Так сообщил мистер Джон Поуп Феррьер Нашему Театральному Корреспонденту, на что Наш Театральный Корреспондент откликнулся довольно равнодушно: «Верно, старина, так верно. Что вы там говорили?» – и пересказал своим читателям. Некоторые возможно даже поверили.
Но не Клодия. Неверно было говорить о «полной» лондонской труппе Уилсона Келли. Талантливая молодая актриса, сыгравшая Зеллу, осталась в Лондоне. Она решила бросить сцену.
Выбор между женской любовью и женской карьерой, на который пошло столько тысяч метров кинопленки, не слишком долго ее терзал. Выбирая между своим искусством, с одной стороны, и штопаньем носков мужа, пока он читает ей вслух свою новую пьесу, – с другой, Клодия мешкала не более минуты, той минуты, в которую ее посетило вдохновение, нарисовавшее ей, как она будет ставить эту новую пьесу. Она прославится как Великая Постановщица, и известные драматурги со всего мира будут умолять, чтобы она взяла их пьесы, а она будет отвечать: «Извините, но я ставлю только пьесы моего мужа». Возможно, она сделает исключение для Бернарда Шоу, если он напишет что-нибудь столь же удачное, как «Святая Жанна», но для этого он, пожалуй, уже староват. «Постановка Клодии Лэнсинг» – и, конечно, газетные сплетники напомнят читателям, что на самом деле она миссис Кэрол Хиггс и ставит только пьесы своего мужа. Замечательно будет!

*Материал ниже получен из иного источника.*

//! CareFinder map feed HTTP microservice binary.
//!
//! Serves location/text/category filtered provider lookups shaped for the
//! external "custom map" feed renderer.
//!
//! # Endpoints
//!
//! - `GET /map_feed?q=&category=&location=&limit=` - filtered provider feed
//! - `GET /health` - liveness probe
//!
//! # Configuration
//!
//! - `DATABASE_URL` - provider database (default: sqlite:carefinder.db?mode=rwc)
//! - `SERVICE_PORT` - HTTP port (default: 8080)
//! - `DB_MAX_CONNECTIONS` - connection pool bound (default: 5)
//! - `RUST_LOG` - log level (default: info)
//! - `LOG_FORMAT` - log format: json (default) or text

use std::net::SocketAddr;

use tracing::{error, info};

use carefinder_service_feed::logging::{init_logging, LogFormat};
use carefinder_service_feed::{app, AppState, ServiceConfig};

#[tokio::main]
async fn main() -> Result<(), Box<dyn std::error::Error>> {
    init_logging(LogFormat::from_env());

    let config = ServiceConfig::from_env();
    info!(
        database_url = %config.database_url,
        port = config.port,
        max_connections = config.max_connections,
        "starting map feed service"
    );

    let state = AppState::init(&config).await.map_err(|e| {
        error!(error = %e, "failed to initialize application state");
        e
    })?;

    let addr = SocketAddr::from(([0, 0, 0, 0], config.port));
    info!(addr = %addr, "listening on");

    let listener = tokio::net::TcpListener::bind(addr).await?;
    axum::serve(listener, app(state)).await?;

    Ok(())
}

Если бы не Хлоя, она все еще училась бы в Академии и пила чай с Гербертом Поттером! (Она, возможно, даст Герберту малюсенькую роль в следующей пьесе Кэрола.) Дорогая Хлоя! Дорогой Кэрол!
В воскресенье Кэрол повез ее в высокий дом на Портмен-сквер, где жил с тетушками.

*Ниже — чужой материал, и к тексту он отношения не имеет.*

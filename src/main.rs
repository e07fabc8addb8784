use colored::Colorize;
use git_scribe::cli;
use std::process::ExitCode;

#[tokio::main]
async fn main() -> ExitCode {
    match cli::main().await {
        Ok(code) => code,
        Err(e) => {
            eprintln!("{} {:#}", "Error:".red().bold(), e);
            ExitCode::FAILURE
        }
    }
}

Тетушек было четыре. Тетя Гарри и Тетя Джо были близнецами. Тетя Джо родилась на пять минут раньше, и вот уже шестьдесят пять лет тетя Гарри это оспаривала. А поскольку в живых не осталось никого, кто был бы свидетелем или находился в пределах слышимости их появления на свет и поскольку та, что родилась первой, давно уже потеряла любой значок первенства, какой ей когда-то могли повязать, тетя Джо мало чем могла ответить на инсинуации сестры, помимо: «Перестань, Гарри, ты же знаешь, что это неправда». Первоначальной теорией Гарри было, что доктор нашел ее под тем кочаном капусты, к которому подошел первым, и положил ее в свой докторский саквояж, а несколько минут спустя нашел Джо под другим кочаном. Естественно, когда он пришел в дом и раскрыл саквояж, тетя Джо оказалась сверху и появилась первой, а потому все решили, что она старшенькая. Это казалось логичным объяснением возникновения подобных ошибок, и временами такие аргументы могли поколебать тетю Джо. Позднее, когда им стали известны реалии жизни, тетя Гарри изменила стиль атаки. С равным отсутствием логики она теперь утверждала, что кормилица встала среди ночи и поменяла ленточки, по которым различали близнецов.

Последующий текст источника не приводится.